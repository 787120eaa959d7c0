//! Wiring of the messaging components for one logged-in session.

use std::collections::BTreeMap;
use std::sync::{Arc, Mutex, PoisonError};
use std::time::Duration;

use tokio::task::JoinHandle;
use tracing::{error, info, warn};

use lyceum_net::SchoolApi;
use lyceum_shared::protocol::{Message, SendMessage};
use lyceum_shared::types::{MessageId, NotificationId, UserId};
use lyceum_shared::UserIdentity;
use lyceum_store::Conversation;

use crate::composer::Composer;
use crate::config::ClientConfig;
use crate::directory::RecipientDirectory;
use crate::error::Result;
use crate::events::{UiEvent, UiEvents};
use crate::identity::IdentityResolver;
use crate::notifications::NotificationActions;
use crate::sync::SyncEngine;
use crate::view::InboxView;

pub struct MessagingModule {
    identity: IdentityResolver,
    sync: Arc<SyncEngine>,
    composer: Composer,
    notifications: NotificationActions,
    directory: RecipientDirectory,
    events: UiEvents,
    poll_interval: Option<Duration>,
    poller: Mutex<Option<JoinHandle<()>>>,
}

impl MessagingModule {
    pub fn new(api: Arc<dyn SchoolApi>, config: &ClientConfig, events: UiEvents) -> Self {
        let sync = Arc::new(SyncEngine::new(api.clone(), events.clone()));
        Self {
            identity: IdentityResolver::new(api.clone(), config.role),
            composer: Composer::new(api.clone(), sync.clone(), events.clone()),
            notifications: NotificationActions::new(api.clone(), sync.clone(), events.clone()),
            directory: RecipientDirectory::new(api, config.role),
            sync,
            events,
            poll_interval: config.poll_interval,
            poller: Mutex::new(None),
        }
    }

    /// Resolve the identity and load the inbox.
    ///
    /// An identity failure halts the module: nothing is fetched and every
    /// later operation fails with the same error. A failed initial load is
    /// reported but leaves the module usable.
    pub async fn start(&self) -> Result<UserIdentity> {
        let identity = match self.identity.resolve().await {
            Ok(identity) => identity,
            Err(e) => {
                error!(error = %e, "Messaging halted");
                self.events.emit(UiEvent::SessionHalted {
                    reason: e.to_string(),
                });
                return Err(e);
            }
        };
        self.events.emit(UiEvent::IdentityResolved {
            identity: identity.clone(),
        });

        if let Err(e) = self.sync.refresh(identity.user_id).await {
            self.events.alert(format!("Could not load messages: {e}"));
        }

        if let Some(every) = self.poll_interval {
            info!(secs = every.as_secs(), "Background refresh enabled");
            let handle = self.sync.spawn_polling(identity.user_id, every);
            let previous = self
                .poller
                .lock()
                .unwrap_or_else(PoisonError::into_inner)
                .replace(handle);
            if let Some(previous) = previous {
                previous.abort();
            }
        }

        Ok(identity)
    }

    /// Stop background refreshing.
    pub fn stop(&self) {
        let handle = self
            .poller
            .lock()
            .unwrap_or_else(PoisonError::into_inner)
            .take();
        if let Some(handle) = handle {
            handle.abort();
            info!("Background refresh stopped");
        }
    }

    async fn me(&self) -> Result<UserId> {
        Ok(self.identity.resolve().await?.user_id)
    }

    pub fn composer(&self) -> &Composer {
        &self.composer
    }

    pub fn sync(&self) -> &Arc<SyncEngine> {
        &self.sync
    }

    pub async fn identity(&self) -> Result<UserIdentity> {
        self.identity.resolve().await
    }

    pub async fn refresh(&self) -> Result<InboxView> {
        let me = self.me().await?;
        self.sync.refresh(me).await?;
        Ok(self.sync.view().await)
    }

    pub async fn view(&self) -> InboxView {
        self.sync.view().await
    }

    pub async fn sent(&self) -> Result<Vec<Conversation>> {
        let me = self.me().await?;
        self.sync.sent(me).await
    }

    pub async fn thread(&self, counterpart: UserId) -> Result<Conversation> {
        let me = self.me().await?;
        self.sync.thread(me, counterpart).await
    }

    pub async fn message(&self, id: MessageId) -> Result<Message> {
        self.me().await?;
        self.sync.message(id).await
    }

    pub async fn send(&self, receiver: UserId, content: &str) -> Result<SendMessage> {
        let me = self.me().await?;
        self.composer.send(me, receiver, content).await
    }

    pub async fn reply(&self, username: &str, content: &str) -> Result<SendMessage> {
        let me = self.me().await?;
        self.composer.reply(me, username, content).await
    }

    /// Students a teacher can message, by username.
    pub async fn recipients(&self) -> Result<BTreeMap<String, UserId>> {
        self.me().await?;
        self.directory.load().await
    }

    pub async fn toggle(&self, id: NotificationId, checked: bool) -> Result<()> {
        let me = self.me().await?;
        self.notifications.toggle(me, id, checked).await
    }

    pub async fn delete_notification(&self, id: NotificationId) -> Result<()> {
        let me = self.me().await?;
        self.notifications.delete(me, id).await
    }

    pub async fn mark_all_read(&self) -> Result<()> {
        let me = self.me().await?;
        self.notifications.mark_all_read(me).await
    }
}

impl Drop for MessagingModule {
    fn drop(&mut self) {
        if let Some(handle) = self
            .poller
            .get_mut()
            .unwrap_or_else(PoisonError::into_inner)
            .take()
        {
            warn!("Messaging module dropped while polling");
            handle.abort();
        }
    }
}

** What is expected **
Gather up, from the records above, each line where the word "NotificationId" appears.

** Your solution **
use lyceum_shared::types::{MessageId, NotificationId, UserId};
    pub async fn toggle(&self, id: NotificationId, checked: bool) -> Result<()> {
    pub async fn delete_notification(&self, id: NotificationId) -> Result<()> {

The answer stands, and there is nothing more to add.